Outhwaite Homes

The Outhwaite Homes Estates, along with the Cedar Apartments and Lakeview Terrace, were the first three public housing projects to be completed in Cleveland. The three projects were also among the first in the nation to receive approval and funding from the federal government's newly-created Public Works Administration in 1935.

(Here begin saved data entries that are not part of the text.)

use std::sync::Arc;
use std::sync::Weak;
use std::sync::atomic::AtomicU64;
use std::sync::atomic::Ordering;

use tokio::sync::mpsc;
use tokio::sync::watch;
use tokio::task::JoinHandle;

use crate::catalog::CatalogApi;
use crate::catalog::Endpoints;
use crate::config::SearchConfig;
use crate::debounce::DebounceGate;
use crate::lease::Lease;
use crate::lease::Leases;
use crate::models::SearchHit;
use crate::query::Query;
use crate::query::QueryState;
use crate::query::QueryStatus;

pub type SearchState = QueryState<Vec<SearchHit>>;

/// Search suggestions for text typed by a user.
///
/// Input is debounced before it turns into a search request, so that only
/// the text the user paused on is searched.
pub struct SearchSession<C> {
    gate: DebounceGate<(u64, String)>,
    query: Arc<Query<C, Vec<SearchHit>>>,
    // Sequence number of the last input, and of the last one applied to the
    // query.
    inputs: AtomicU64,
    applied: watch::Receiver<u64>,
    worker: JoinHandle<()>,
    _lease: Lease,
}

impl<C> SearchSession<C>
where
    C: CatalogApi + 'static,
{
    pub const LEASE_NAME: &'static str = "search";

    pub fn new(catalog: C, endpoints: Endpoints, config: &SearchConfig, leases: &Leases) -> Self {
        let (gate, receiver) = DebounceGate::new(config.debounce);
        let query = Arc::new(Query::new(catalog));
        let (applied_sender, applied) = watch::channel(0);
        let worker = tokio::spawn(run(
            receiver,
            Arc::downgrade(&query),
            applied_sender,
            endpoints,
            config.min_chars,
        ));
        SearchSession {
            gate,
            query,
            inputs: AtomicU64::new(0),
            applied,
            worker,
            _lease: leases.acquire(Self::LEASE_NAME),
        }
    }

    pub fn input(&self, text: &str) {
        let seq = self.inputs.fetch_add(1, Ordering::SeqCst) + 1;
        self.gate.update((seq, text.to_string()));
    }

    pub fn refetch(&self) {
        self.query.refetch();
    }

    pub fn state(&self) -> SearchState {
        self.query.state()
    }

    pub fn watch(&self) -> watch::Receiver<SearchState> {
        self.query.watch()
    }

    /// Waits until the last input has been applied and its fetch, if any,
    /// has finished.
    pub async fn settled(&self) -> SearchState {
        let seq = self.inputs.load(Ordering::SeqCst);
        let mut applied = self.applied.clone();
        if applied.wait_for(|applied| *applied >= seq).await.is_err() {
            return self.state();
        }
        let mut rx = self.watch();
        let state = match rx.wait_for(|state| state.status != QueryStatus::Loading).await {
            Ok(state) => state.clone(),
            Err(_) => self.state(),
        };
        state
    }
}

impl<C> Drop for SearchSession<C> {
    fn drop(&mut self) {
        self.worker.abort();
    }
}

async fn run<C>(
    mut receiver: mpsc::UnboundedReceiver<(u64, String)>,
    query: Weak<Query<C, Vec<SearchHit>>>,
    applied: watch::Sender<u64>,
    endpoints: Endpoints,
    min_chars: usize,
) where
    C: CatalogApi + 'static,
{
    while let Some((seq, text)) = receiver.recv().await {
        let query = match query.upgrade() {
            Some(query) => query,
            None => break,
        };
        let text = text.trim();
        tracing::debug!(search.text = text, "Input settled");
        if text.is_empty() {
            query.subscribe(None, false);
        } else {
            let identifier = endpoints.search_shows(text);
            let enabled = text.chars().count() >= min_chars;
            query.subscribe(Some(&identifier), enabled);
        }
        applied.send_replace(seq);
    }
}
use bitvec::prelude::*;

use crate::types::Tid;

/// Set of transaction ids over a fixed universe `0..num_transactions`.
///
/// One `TidSet` per candidate itemset is the whole vertical representation:
/// its cardinality is the itemset's absolute support, and the tid set of a
/// union of itemsets is the intersection of their tid sets.
#[derive(Debug, Clone, PartialEq, Eq)]
pub struct TidSet {
    bits: BitVec,
}

impl TidSet {
    /// Empty set over a universe of `num_transactions` ids.
    pub fn empty(num_transactions: usize) -> Self {
        Self {
            bits: BitVec::repeat(false, num_transactions),
        }
    }

    /// Set holding the given ids. Ids must lie inside the universe.
    pub fn from_tids<I>(num_transactions: usize, tids: I) -> Self
    where
        I: IntoIterator<Item = Tid>,
    {
        let mut set = Self::empty(num_transactions);
        for tid in tids {
            set.insert(tid);
        }
        set
    }

    pub fn insert(&mut self, tid: Tid) {
        self.bits.set(tid, true);
    }

    pub fn contains(&self, tid: Tid) -> bool {
        self.bits.get(tid).map_or(false, |bit| *bit)
    }

    /// Absolute support: the number of transactions in the set.
    pub fn support_count(&self) -> usize {
        self.bits.count_ones()
    }

    pub fn is_empty(&self) -> bool {
        self.bits.not_any()
    }

    /// Ids present in both sets. Both operands must share one universe.
    pub fn intersect(&self, other: &TidSet) -> TidSet {
        let mut bits = self.bits.clone();
        bits &= other.bits.as_bitslice();
        TidSet { bits }
    }

    /// Transaction ids in ascending order.
    pub fn iter(&self) -> impl Iterator<Item = Tid> + '_ {
        self.bits.iter_ones()
    }
}
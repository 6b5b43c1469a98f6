//! Property tests pinning the mining invariants: reported supports match a
//! horizontal re-scan, output is duplicate free and anti-monotone, and every
//! execution strategy produces the same records.

use std::collections::HashSet;

use itertools::Itertools;
use ndarray::Array2;
use proptest::prelude::*;

use eclat::{ItemsetMiner, TransactionStore};

const NUM_ITEMS: usize = 8;

fn transactions_strategy() -> impl Strategy<Value = Vec<Vec<usize>>> {
    prop::collection::vec(prop::collection::vec(0..NUM_ITEMS, 0..5), 0..12)
}

fn min_support_strategy() -> impl Strategy<Value = f32> {
    (1..=100u32).prop_map(|percent| percent as f32 / 100.0)
}

/// Support of an itemset by brute force over the horizontal transactions.
fn horizontal_count(transactions: &[Vec<usize>], items: &[usize]) -> usize {
    transactions
        .iter()
        .filter(|transaction| items.iter().all(|item| transaction.contains(item)))
        .count()
}

fn to_matrix(transactions: &[Vec<usize>]) -> Array2<i32> {
    let mut matrix = Array2::zeros((transactions.len(), NUM_ITEMS));
    for (tid, transaction) in transactions.iter().enumerate() {
        for &item in transaction {
            matrix[[tid, item]] = 1;
        }
    }
    matrix
}

proptest! {
    #[test]
    fn reported_supports_match_a_horizontal_scan(
        transactions in transactions_strategy(),
        min_support in min_support_strategy(),
    ) {
        let store = TransactionStore::from_transactions(&transactions, min_support).unwrap();
        let records = ItemsetMiner::new().mine(&store);

        for record in &records {
            prop_assert_eq!(record.count, horizontal_count(&transactions, &record.items));
            prop_assert!(record.count >= store.min_support_count());
        }
    }

    #[test]
    fn no_itemset_is_emitted_twice(
        transactions in transactions_strategy(),
        min_support in min_support_strategy(),
    ) {
        let store = TransactionStore::from_transactions(&transactions, min_support).unwrap();
        let records = ItemsetMiner::new().mine(&store);

        let unique: HashSet<&[usize]> =
            records.iter().map(|record| record.items.as_slice()).collect();
        prop_assert_eq!(unique.len(), records.len());
    }

    #[test]
    fn itemsets_are_sorted_and_duplicate_free(
        transactions in transactions_strategy(),
        min_support in min_support_strategy(),
    ) {
        let store = TransactionStore::from_transactions(&transactions, min_support).unwrap();

        for record in ItemsetMiner::new().mine(&store) {
            let sorted: Vec<_> = record.items.iter().copied().unique().sorted().collect();
            prop_assert_eq!(&record.items, &sorted);
        }
    }

    #[test]
    fn every_sub_itemset_of_a_record_is_also_a_record(
        transactions in transactions_strategy(),
        min_support in min_support_strategy(),
    ) {
        let store = TransactionStore::from_transactions(&transactions, min_support).unwrap();
        let records = ItemsetMiner::new().mine(&store);

        let found: HashSet<Vec<usize>> =
            records.iter().map(|record| record.items.clone()).collect();
        for record in &records {
            if record.items.len() < 2 {
                continue;
            }
            for subset in record
                .items
                .iter()
                .copied()
                .combinations(record.items.len() - 1)
            {
                prop_assert!(found.contains(&subset));
            }
        }
    }

    #[test]
    fn lowering_the_threshold_loses_no_itemsets(
        transactions in transactions_strategy(),
        (a, b) in (min_support_strategy(), min_support_strategy()),
    ) {
        let (lo, hi) = if a <= b { (a, b) } else { (b, a) };

        let lo_store = TransactionStore::from_transactions(&transactions, lo).unwrap();
        let hi_store = TransactionStore::from_transactions(&transactions, hi).unwrap();
        let miner = ItemsetMiner::new();

        let lo_found: HashSet<Vec<usize>> = miner
            .mine(&lo_store)
            .into_iter()
            .map(|record| record.items)
            .collect();
        for record in miner.mine(&hi_store) {
            prop_assert!(lo_found.contains(&record.items));
        }
    }

    #[test]
    fn mining_is_deterministic(
        transactions in transactions_strategy(),
        min_support in min_support_strategy(),
    ) {
        let miner = ItemsetMiner::new();
        let first = TransactionStore::from_transactions(&transactions, min_support).unwrap();
        let second = TransactionStore::from_transactions(&transactions, min_support).unwrap();

        prop_assert_eq!(miner.mine(&first), miner.mine(&second));
    }

    #[test]
    fn parallel_mining_matches_sequential(
        transactions in transactions_strategy(),
        min_support in min_support_strategy(),
    ) {
        let store = TransactionStore::from_transactions(&transactions, min_support).unwrap();
        let miner = ItemsetMiner::new();

        prop_assert_eq!(miner.mine_parallel(&store), miner.mine(&store));
    }

    #[test]
    fn dense_input_matches_id_transactions(
        transactions in transactions_strategy(),
        min_support in min_support_strategy(),
    ) {
        let matrix = to_matrix(&transactions);

        let from_dense = TransactionStore::from_dense(matrix.view(), min_support).unwrap();
        let from_tx = TransactionStore::from_transactions(&transactions, min_support).unwrap();
        let miner = ItemsetMiner::new();

        prop_assert_eq!(miner.mine(&from_dense), miner.mine(&from_tx));
    }
}
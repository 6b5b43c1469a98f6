/// Input validation failures, surfaced before any mining work starts.
#[derive(Debug, Clone, PartialEq, thiserror::Error)]
pub enum EclatError {
    /// `min_support` is a fraction of the transaction count and must lie in
    /// `(0, 1]`. Zero, negatives, values above one and NaN are all rejected.
    #[error("min_support must lie in (0, 1], got {0}")]
    InvalidMinSupport(f32),
}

Outhwaite's brick Art Deco buildings, grouped around grassy courtyards, originally contained 557 units. Expansion occurred only a few years after Outhwaite's 1937 opening as demand for public housing in Cleveland continued. The need for new housing was particularly great within the African American community, whose growing numbers were leading to overpopulation in the Central neighborhood, the city's black enclave. Initially, African Americans seeking public housing could only live at the Outhwaite Homes - in the Central neighborhood - as officials sought to keep each housing project racially homogeneous.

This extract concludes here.